Minimizing language, such as “I think,” “I’m pretty sure” or “I could be wrong” can become overused among “imposters.” Being confident of your level of expertise is easier said than done. Try to consistently reflect on the hard work you have put into being the professional you are today.
Know that “professional” does not mean “perfect.”
It means experienced and competent. When feeling imposterism, you may often feel at a lower level than the people around you. However, realize that part of being a true professional means being open minded and always being willing to self improve. Realize that the people around you all have room to improve and learn, and that we are just in different stages of the growth process.
Give Yourself Credit
Imposter syndrome makes it hard for people to believe that their accomplishments are a product of hard work.
People experiencing imposter syndrome will often credit external causes they cannot control, such as good luck or good timing.
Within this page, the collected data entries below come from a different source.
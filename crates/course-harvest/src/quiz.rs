// Copyright 2026 Course Harvest Contributors
// SPDX-License-Identifier: Apache-2.0

//! Quiz traversal.
//!
//! Entering a quiz resumes an attempt in progress if one exists, otherwise
//! starts one. Each question from the navigation panel is then visited in
//! turn: probe, strip chrome, read code, sanitize, convert, screenshot.
//! A failing question is logged and the walk moves on.

use crate::config::HarvestConfig;
use crate::driver::{ElementSnapshot, PageDriver, ScreenshotTarget};
use crate::error::HarvestError;
use crate::model::{ExtractionArtifact, QuizQuestion, Resource};
use crate::normalize::{CodeBlocks, ContentNormalizer};
use crate::output::{write_file, QuizOutput};
use crate::probe::{LoadProbe, ProbeOutcome};
use crate::progress::{Progress, ProgressEventKind};
use crate::sanitize::ContentSanitizer;
use crate::wait::{wait_for, Readiness};
use anyhow::Result;
use regex::Regex;
use scraper::{Html, Selector};
use std::sync::OnceLock;
use url::Url;

/// Width the content region is pinned to before its screenshot.
pub const SCREENSHOT_WIDTH: &str = "1366px";

/// How a quiz was entered.
#[derive(Debug, Clone, Copy, PartialEq, Eq)]
pub enum AttemptEntry {
    Resumed,
    Started,
}

/// Tally of one quiz walk.
#[derive(Debug, Clone, Copy, Default, PartialEq, Eq)]
pub struct QuizSummary {
    pub questions: usize,
    pub processed: usize,
    pub failed: usize,
    /// Questions whose content may lack test-case detail.
    pub partial: usize,
}

fn digit_run() -> &'static Regex {
    static RE: OnceLock<Regex> = OnceLock::new();
    RE.get_or_init(|| Regex::new(r"\d+").expect("valid regex"))
}

/// Read one question-navigation control.
///
/// The number is the first digit run of the label, or the trimmed label when
/// it has none. A `#` (or missing) href means the page currently shown.
pub fn parse_question(control: &ElementSnapshot, saved_class: &str, current: &Url) -> QuizQuestion {
    let label = control.text.trim();
    let number = digit_run()
        .find(label)
        .map(|m| m.as_str().to_string())
        .unwrap_or_else(|| label.to_string());

    let link = match control.attr("href").map(str::trim) {
        None | Some("") | Some("#") => current.to_string(),
        Some(href) => current
            .join(href)
            .map(String::from)
            .unwrap_or_else(|_| href.to_string()),
    };

    let completed = control.has_class(saved_class) || contains_class(&control.inner_html, saved_class);

    QuizQuestion {
        number,
        link,
        completed,
    }
}

fn contains_class(html: &str, class: &str) -> bool {
    let Ok(selector) = Selector::parse(&format!(".{class}")) else {
        return false;
    };
    Html::parse_fragment(html).select(&selector).next().is_some()
}

fn label_matches(text: &str, labels: &[String]) -> bool {
    let text = text.split_whitespace().collect::<Vec<_>>().join(" ").to_lowercase();
    labels.iter().any(|l| text == l.to_lowercase())
}

pub struct QuizQuestionWalker<'a> {
    config: &'a HarvestConfig,
    normalizer: ContentNormalizer,
}

impl<'a> QuizQuestionWalker<'a> {
    pub fn new(config: &'a HarvestConfig) -> Self {
        Self {
            config,
            normalizer: ContentNormalizer::new(&config.placeholder_code, &config.code_language),
        }
    }

    /// Click the resume control, else the start control, on the quiz's
    /// landing page. `None` when neither is offered.
    pub async fn enter_attempt(&self, driver: &mut dyn PageDriver) -> Result<Option<AttemptEntry>> {
        let selectors = &self.config.selectors;
        let buttons = driver.query_selector_all(&selectors.attempt_button).await?;

        let resume = buttons
            .iter()
            .find(|b| label_matches(&b.text, &selectors.resume_labels));
        let start = buttons
            .iter()
            .find(|b| label_matches(&b.text, &selectors.start_labels));
        let (button, entry) = match (resume, start) {
            (Some(b), _) => (b, AttemptEntry::Resumed),
            (None, Some(b)) => (b, AttemptEntry::Started),
            (None, None) => return Ok(None),
        };

        driver.click(&button.handle).await?;
        let ready = wait_for(
            driver,
            Readiness::Present(&selectors.question_button),
            &self.config.timing.quiz_entry,
        )
        .await?;
        if !ready {
            tracing::warn!(?entry, "question navigation did not appear after entering attempt");
        }
        Ok(Some(entry))
    }

    /// Question controls on the current attempt page.
    pub async fn list_questions(&self, driver: &dyn PageDriver) -> Result<Vec<QuizQuestion>> {
        let current_url = driver.current_url().await?;
        let current =
            Url::parse(&current_url).map_err(|_| HarvestError::InvalidUrl(current_url.clone()))?;
        let controls = driver
            .query_selector_all(&self.config.selectors.question_button)
            .await?;
        Ok(controls
            .iter()
            .map(|c| parse_question(c, &self.config.selectors.saved_answer_class, &current))
            .collect())
    }

    /// Walk every question of `quiz`, writing into `out`.
    #[tracing::instrument(skip_all, fields(quiz = %quiz.display_name))]
    pub async fn walk(
        &self,
        driver: &mut dyn PageDriver,
        quiz: &Resource,
        out: &QuizOutput,
        progress: &mut Progress,
    ) -> Result<QuizSummary> {
        driver.navigate(&quiz.url).await?;
        let Some(entry) = self.enter_attempt(driver).await? else {
            return Err(HarvestError::QuizUnavailable(quiz.display_name.clone()).into());
        };

        let questions = self.list_questions(driver).await?;
        tracing::info!(?entry, questions = questions.len(), "entered quiz");
        if questions.is_empty() {
            return Err(HarvestError::NoQuestions(quiz.display_name.clone()).into());
        }

        let mut summary = QuizSummary {
            questions: questions.len(),
            ..Default::default()
        };
        for question in &questions {
            match self.process_question(driver, question, out, progress).await {
                Ok((artifact, _)) if artifact.is_empty() => {
                    summary.failed += 1;
                    progress.warn(format!(
                        "{}: question {} produced no files",
                        quiz.display_name, question.number
                    ));
                }
                Ok((_, outcome)) => {
                    summary.processed += 1;
                    if outcome.is_partial() {
                        summary.partial += 1;
                    }
                    progress.emit(ProgressEventKind::QuestionProcessed {
                        quiz: quiz.display_name.clone(),
                        number: question.number.clone(),
                        completed: question.completed,
                        partial: outcome.is_partial(),
                    });
                }
                Err(e) => {
                    summary.failed += 1;
                    progress.warn(format!(
                        "{}: question {} failed: {e:#}",
                        quiz.display_name, question.number
                    ));
                }
            }
        }
        Ok(summary)
    }

    /// Navigate, probe, sanitize, convert and screenshot one question.
    ///
    /// A missing content region omits the Markdown step; the screenshot is
    /// still attempted, falling back to the full page.
    pub async fn process_question(
        &self,
        driver: &mut dyn PageDriver,
        question: &QuizQuestion,
        out: &QuizOutput,
        progress: &mut Progress,
    ) -> Result<(ExtractionArtifact, ProbeOutcome)> {
        let selectors = &self.config.selectors;
        let sanitizer = ContentSanitizer::new(selectors, &self.config.timing);

        tracing::info!(number = %question.number, completed = question.completed, "processing question");
        driver.navigate(&question.link).await?;

        let outcome = LoadProbe::new(self.config).reveal(driver).await?;
        if outcome.is_partial() {
            progress.warn(format!("question {}: {outcome}", question.number));
        }
        if let Err(e) = sanitizer.remove_chrome(driver).await {
            progress.warn(format!(
                "question {}: could not hide page chrome: {e:#}",
                question.number
            ));
        }

        let code = match self.read_code(driver).await {
            Ok(code) => code,
            Err(e) => {
                progress.warn(format!("question {}: could not read code: {e:#}", question.number));
                CodeBlocks::default()
            }
        };
        if let Err(e) = sanitizer.sanitize(driver).await {
            progress.warn(format!("question {}: sanitizing failed: {e:#}", question.number));
        }

        let mut artifact = ExtractionArtifact::default();
        let content = driver.query_selector(&selectors.content_region).await?;
        match &content {
            Some(region) => {
                let path = out.markdown(&question.number);
                let written = match self.normalizer.normalize(&region.inner_html, &code) {
                    Ok(markdown) => write_file(&path, markdown).await,
                    Err(e) => Err(e),
                };
                match written {
                    Ok(()) => artifact.markdown = Some(path),
                    Err(e) => progress.warn(format!("question {}: {e:#}", question.number)),
                }
            }
            None => progress.warn(format!(
                "question {}: no content region, skipping markdown",
                question.number
            )),
        }

        let shot = out.screenshot(&question.number);
        let target = match &content {
            Some(region) => {
                if let Err(e) = driver
                    .set_style(&region.handle, "width", SCREENSHOT_WIDTH)
                    .await
                {
                    tracing::debug!("could not pin content width: {e:#}");
                }
                ScreenshotTarget::Element(region.handle.clone())
            }
            None => ScreenshotTarget::FullPage,
        };
        match driver.screenshot(&target, &shot).await {
            Ok(()) => artifact.screenshot = Some(shot),
            Err(e) => progress.warn(format!(
                "question {}: screenshot failed: {e:#}",
                question.number
            )),
        }

        Ok((artifact, outcome))
    }

    async fn read_code(&self, driver: &mut dyn PageDriver) -> Result<CodeBlocks> {
        let selectors = &self.config.selectors;
        let starter = driver
            .query_selector(&selectors.reset_control)
            .await?
            .and_then(|reset| reset.attr(&selectors.reset_attribute).map(str::to_string));
        let saved = match driver.query_selector(&selectors.answer_editor).await? {
            Some(editor) => driver.input_value(&editor.handle).await?,
            None => None,
        };
        Ok(CodeBlocks { starter, saved })
    }
}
However, it is important to recognize the work you put into your accomplishments. Do not confuse giving yourself credit with being prideful or boastful. Having an obsessively high opinion of yourself and simply recognizing your hard work are two very different things.
Understand You Are Not a Superhuman
At the end of the day, we are all the same.
Our potential is limitless, but we also must hold ourselves to healthy realistic expectations.
Feeling like imposters, we often hold ourselves to high standards, and take failure very harshly. Some of us see ourselves to need to be natural experts. We expect ourselves to somehow know everything, and beat ourselves up when we don’t.
We also expect to handle new tasks with ease or else we will never have the natural ability to amount to anything.
We may also tell ourselves that we will never be good enough to reach our potential, a dangerous fixed mindset to live by.
Understand that harder goals take time, effort and dedication.
Know You Are Not Alone
Around 70 percent of adults will experience imposterism at some point in their life, according to Psychology Today.
Do not be afraid to speak out to loved ones, most ideally, people outside of your performance circle. This allows for you to get someone from the outside to see your performance and give you an honest opinion of what they see. It also allows for a safe space to talk about your insecurity without the fear of character critique or fear of demotion.
Realize that imposter syndrome is a hard cycle to break. You work hard to feel accomplished, but never feeling the gratification makes you work harder.
Do not be afraid to self care for your physical and mental health. And know you are always self improving, even when you don’t feel it.